The influence of this scene—interpreting as it does the overpowering impression that emanates even from the material surroundings of exquisite womanhood, the almost magical glamour of purity and loveliness combined—may in all probability be traced in the rapture expressed by Goethe's Faust when he and Mephistopheles enter Gretchen's chamber. Iachimo is here the love-sick Faust and the malign Mephistopheles in one. Remember Faust's outburst:

"Willkommen, süsser Dämmerschein,
Der Du dies Heiligthum durchwebst
Ergreif mein Herz, du süsse Liebespein,
Die Du vom Thau der Hoffnung schmachtend lebst!
Wie athmet hier Gefühl der Stille."

Despite the difference between the two situations, there can be no doubt that the one has influenced the other.[1]

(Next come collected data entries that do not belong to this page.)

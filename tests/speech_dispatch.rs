//! Speech dispatch and conversation wiring: sequential avatar utterances
//! with the inter-utterance gap, quota degradation surfaced once, and echo
//! suppression on recognized input.

use std::sync::Arc;
use std::sync::atomic::{AtomicUsize, Ordering};
use std::time::Duration;

use async_trait::async_trait;
use parking_lot::Mutex;
use serde_json::Value;
use tokio::time::Instant;

use aria::core::avatar::{
    AvatarBackend, AvatarError, AvatarStream, DispatcherConfig, SpeechDispatcher, SpeechNotice,
};
use aria::core::orchestrator::{ChatEvent, ConversationOrchestrator, EchoSuppressionConfig};
use aria::core::session::SessionEvent;

struct RecordingBackend {
    speak_log: Mutex<Vec<(String, Instant)>>,
    speak_calls: AtomicUsize,
    fail_with: Option<AvatarError>,
}

impl RecordingBackend {
    fn new() -> Self {
        Self {
            speak_log: Mutex::new(Vec::new()),
            speak_calls: AtomicUsize::new(0),
            fail_with: None,
        }
    }
}

#[async_trait]
impl AvatarBackend for RecordingBackend {
    async fn create_stream(&self) -> Result<AvatarStream, AvatarError> {
        Ok(AvatarStream {
            stream_id: "strm_test".to_string(),
            session_id: "sess_test".to_string(),
            offer: Value::Null,
            ice_servers: Value::Null,
        })
    }

    async fn submit_answer(
        &self,
        _stream: &AvatarStream,
        _answer: &Value,
    ) -> Result<(), AvatarError> {
        Ok(())
    }

    async fn submit_ice_candidate(
        &self,
        _stream: &AvatarStream,
        _candidate: &Value,
    ) -> Result<(), AvatarError> {
        Ok(())
    }

    async fn speak(&self, _stream: &AvatarStream, text: &str) -> Result<(), AvatarError> {
        self.speak_calls.fetch_add(1, Ordering::SeqCst);
        if let Some(error) = &self.fail_with {
            return Err(error.clone());
        }
        self.speak_log.lock().push((text.to_string(), Instant::now()));
        Ok(())
    }

    async fn close_stream(&self, _stream: &AvatarStream) -> Result<(), AvatarError> {
        Ok(())
    }
}

/// Every utterance is held for exactly two seconds regardless of length.
fn two_second_config() -> DispatcherConfig {
    DispatcherConfig {
        padding: Duration::ZERO,
        min_duration: Duration::from_secs(2),
        max_duration: Duration::from_secs(2),
        inter_utterance_delay: Duration::from_millis(500),
        ..DispatcherConfig::default()
    }
}

#[tokio::test(start_paused = true)]
async fn overlapping_speak_calls_play_sequentially_with_a_gap() {
    let backend = Arc::new(RecordingBackend::new());
    let (dispatcher, mut notices) = SpeechDispatcher::new(
        Arc::clone(&backend) as Arc<dyn AvatarBackend>,
        two_second_config(),
    );
    dispatcher.connect().await.unwrap();

    // "World" is requested while "Hello" is still being spoken
    assert!(dispatcher.speak("Hello"));
    assert!(dispatcher.speak("World"));

    let mut ended = Vec::new();
    while ended.len() < 2 {
        if let SpeechNotice::Ended { text } = notices.recv().await.unwrap() {
            ended.push(text);
        }
    }
    assert_eq!(ended, ["Hello", "World"]);

    let log = backend.speak_log.lock().clone();
    assert_eq!(log.len(), 2, "exactly two backend invocations");
    assert_eq!(log[0].0, "Hello");
    assert_eq!(log[1].0, "World");
    // "World" starts only after "Hello"'s two-second hold plus at least the
    // 500ms inter-utterance gap
    let gap = log[1].1 - log[0].1;
    assert!(
        gap >= Duration::from_millis(2500),
        "utterances overlapped: gap was {gap:?}"
    );

    dispatcher.disconnect().await;
}

#[tokio::test(start_paused = true)]
async fn agent_transcript_completion_drives_avatar_speech() {
    let backend = Arc::new(RecordingBackend::new());
    let (dispatcher, notices) = SpeechDispatcher::new(
        Arc::clone(&backend) as Arc<dyn AvatarBackend>,
        two_second_config(),
    );
    dispatcher.connect().await.unwrap();
    let dispatcher = Arc::new(dispatcher);

    let (mut orchestrator, mut chat) =
        ConversationOrchestrator::new(Arc::clone(&dispatcher), EchoSuppressionConfig::default());
    drop(notices);

    orchestrator.handle_session_event(SessionEvent::AgentTranscriptDone(
        "I can help with that.".to_string(),
    ));

    assert_eq!(
        chat.recv().await.unwrap(),
        ChatEvent::Agent("I can help with that.".to_string())
    );
    // The utterance reaches the backend through the queue
    tokio::time::sleep(Duration::from_millis(100)).await;
    assert_eq!(backend.speak_calls.load(Ordering::SeqCst), 1);

    dispatcher.disconnect().await;
}

#[tokio::test(start_paused = true)]
async fn short_input_shortly_after_avatar_speech_is_suppressed() {
    let backend = Arc::new(RecordingBackend::new());
    let (dispatcher, mut notices) = SpeechDispatcher::new(
        Arc::clone(&backend) as Arc<dyn AvatarBackend>,
        two_second_config(),
    );
    dispatcher.connect().await.unwrap();
    let dispatcher = Arc::new(dispatcher);

    let (mut orchestrator, mut chat) =
        ConversationOrchestrator::new(Arc::clone(&dispatcher), EchoSuppressionConfig::default());

    dispatcher.speak("Thank you for contacting support today");
    loop {
        if let SpeechNotice::Ended { .. } = notices.recv().await.unwrap() {
            break;
        }
    }

    // Two words, three seconds after the avatar stopped: feedback
    tokio::time::advance(Duration::from_secs(3)).await;
    orchestrator.handle_session_event(SessionEvent::UserTranscriptDone("thank you".to_string()));
    assert!(chat.try_recv().is_err(), "echo should be discarded");

    // The same words ten seconds after: genuine input
    tokio::time::advance(Duration::from_secs(7)).await;
    orchestrator.handle_session_event(SessionEvent::UserTranscriptDone("thank you".to_string()));
    assert_eq!(
        chat.recv().await.unwrap(),
        ChatEvent::User("thank you".to_string())
    );

    dispatcher.disconnect().await;
}

#[tokio::test(start_paused = true)]
async fn input_contained_in_the_last_utterance_is_suppressed() {
    let backend = Arc::new(RecordingBackend::new());
    let (dispatcher, mut notices) = SpeechDispatcher::new(
        Arc::clone(&backend) as Arc<dyn AvatarBackend>,
        two_second_config(),
    );
    dispatcher.connect().await.unwrap();
    let dispatcher = Arc::new(dispatcher);

    let (mut orchestrator, mut chat) =
        ConversationOrchestrator::new(Arc::clone(&dispatcher), EchoSuppressionConfig::default());

    dispatcher.speak("Please restart your router and wait thirty seconds");
    loop {
        if let SpeechNotice::Ended { .. } = notices.recv().await.unwrap() {
            break;
        }
    }

    // Twelve seconds out: past the short-echo window but inside containment
    tokio::time::advance(Duration::from_secs(12)).await;
    orchestrator.handle_session_event(SessionEvent::UserTranscriptDone(
        "restart your router and wait".to_string(),
    ));
    assert!(chat.try_recv().is_err(), "contained echo should be discarded");

    // A novel sentence at the same moment is accepted
    orchestrator.handle_session_event(SessionEvent::UserTranscriptDone(
        "my internet is still down after doing that".to_string(),
    ));
    assert_eq!(
        chat.recv().await.unwrap(),
        ChatEvent::User("my internet is still down after doing that".to_string())
    );

    dispatcher.disconnect().await;
}

#[tokio::test(start_paused = true)]
async fn accepted_inputs_are_debounced() {
    let backend = Arc::new(RecordingBackend::new());
    let (dispatcher, _notices) = SpeechDispatcher::new(
        Arc::clone(&backend) as Arc<dyn AvatarBackend>,
        two_second_config(),
    );
    let dispatcher = Arc::new(dispatcher);

    let (mut orchestrator, mut chat) =
        ConversationOrchestrator::new(Arc::clone(&dispatcher), EchoSuppressionConfig::default());

    orchestrator.handle_session_event(SessionEvent::UserTranscriptDone(
        "my screen keeps flickering".to_string(),
    ));
    assert!(matches!(chat.recv().await.unwrap(), ChatEvent::User(_)));

    // Overlapping recognition re-delivers inside the debounce window
    tokio::time::advance(Duration::from_millis(500)).await;
    orchestrator.handle_session_event(SessionEvent::UserTranscriptDone(
        "my screen keeps flickering constantly".to_string(),
    ));
    assert!(chat.try_recv().is_err(), "duplicate inside debounce window");

    tokio::time::advance(Duration::from_secs(3)).await;
    orchestrator.handle_session_event(SessionEvent::UserTranscriptDone(
        "it happens in every application".to_string(),
    ));
    assert!(matches!(chat.recv().await.unwrap(), ChatEvent::User(_)));

    dispatcher.disconnect().await;
}

#[tokio::test(start_paused = true)]
async fn quota_exhaustion_is_surfaced_once_and_speech_stays_off() {
    let backend = Arc::new(RecordingBackend {
        fail_with: Some(AvatarError::Rejected {
            status: 402,
            body: "insufficient credits".to_string(),
        }),
        ..RecordingBackend::new()
    });
    let (dispatcher, mut notices) = SpeechDispatcher::new(
        Arc::clone(&backend) as Arc<dyn AvatarBackend>,
        two_second_config(),
    );
    dispatcher.connect().await.unwrap();
    let dispatcher = Arc::new(dispatcher);

    let (mut orchestrator, mut chat) =
        ConversationOrchestrator::new(Arc::clone(&dispatcher), EchoSuppressionConfig::default());

    dispatcher.speak("this will fail");
    loop {
        if let SpeechNotice::Disabled { .. } = notices.recv().await.unwrap() {
            break;
        }
    }
    orchestrator.handle_speech_notice(SpeechNotice::Disabled {
        reason: "insufficient credits".to_string(),
    });
    assert!(matches!(chat.recv().await.unwrap(), ChatEvent::Notice(_)));

    // Later agent replies still reach the chat log, just without avatar audio
    orchestrator.handle_session_event(SessionEvent::AgentTranscriptDone(
        "Here is the answer in text.".to_string(),
    ));
    assert_eq!(
        chat.recv().await.unwrap(),
        ChatEvent::Agent("Here is the answer in text.".to_string())
    );
    assert!(!dispatcher.speak("still disabled"));
    assert_eq!(backend.speak_calls.load(Ordering::SeqCst), 1);

    dispatcher.disconnect().await;
}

As though in ecstasy over this incomparable creation, Shakespeare once more bursts forth into song. Once and again he pays her lyric homage; here in Cloten's morning song, "Hark, hark, the lark at heaven's gate sings," and afterwards in the dirge her brother's chant over what they believe to be her dead body.

Shakespeare makes her lose her self-control for the first time when Cloten ventures to speak disparagingly of her husband, calling him a "base wretch," a beggar "foster'd with cold dishes, with scraps o' the court," "a hilding for a livery," and so on. Then she bursts forth into words of more than masculine violence, and almost as opprobrious as Cloten's own (ii. 3):

"Profane fellow!
Wert thou the son of Jupiter, and no more
But what thou art besides, thou wert too base
To be his groom: thou wert dignified enough,
Even to the point of envy, if't were made
Comparative for your virtues, to be styl'd
The under-hangman of his kingdom, and hated
For being preferr'd so well."

It is in the same flush of anger that she speaks the words which first sting Cloten to comic fury, and then inspire him with his hideous design. Leonatus' meanest garment, she says, is "dearer in her respect" than Cloten's whole person—an expression which rankles in the mind of the noxious dullard, until at last it drives him out of his senses.

New charm and new nobility breathe around her in the scene in which she receives the letter from her husband, designed to lure her to her death. First all her enthusiasm, and then all her passion, blaze forth and burn with the clearest flame. Hear this (iii. 2):

"Pisanio. Madam, here is a letter from my lord.
Imogen. Who? thy lord? that is my lord: Leonatus.
O learn'd indeed were that astronomer
That knew the stars as I his characters;
He'd lay the future open.—You good gods,
Let what is here contain'd relish of love,
Of my lord's health, of his content,—yet not,
That we two are asunder,—let that grieve him:
Some griefs are medicinable; that is one of them,
For it doth physic love:—of his content,
All but in that!—Good wax, thy leave.—Bless'd be
You bees, that make these locks of counsel!"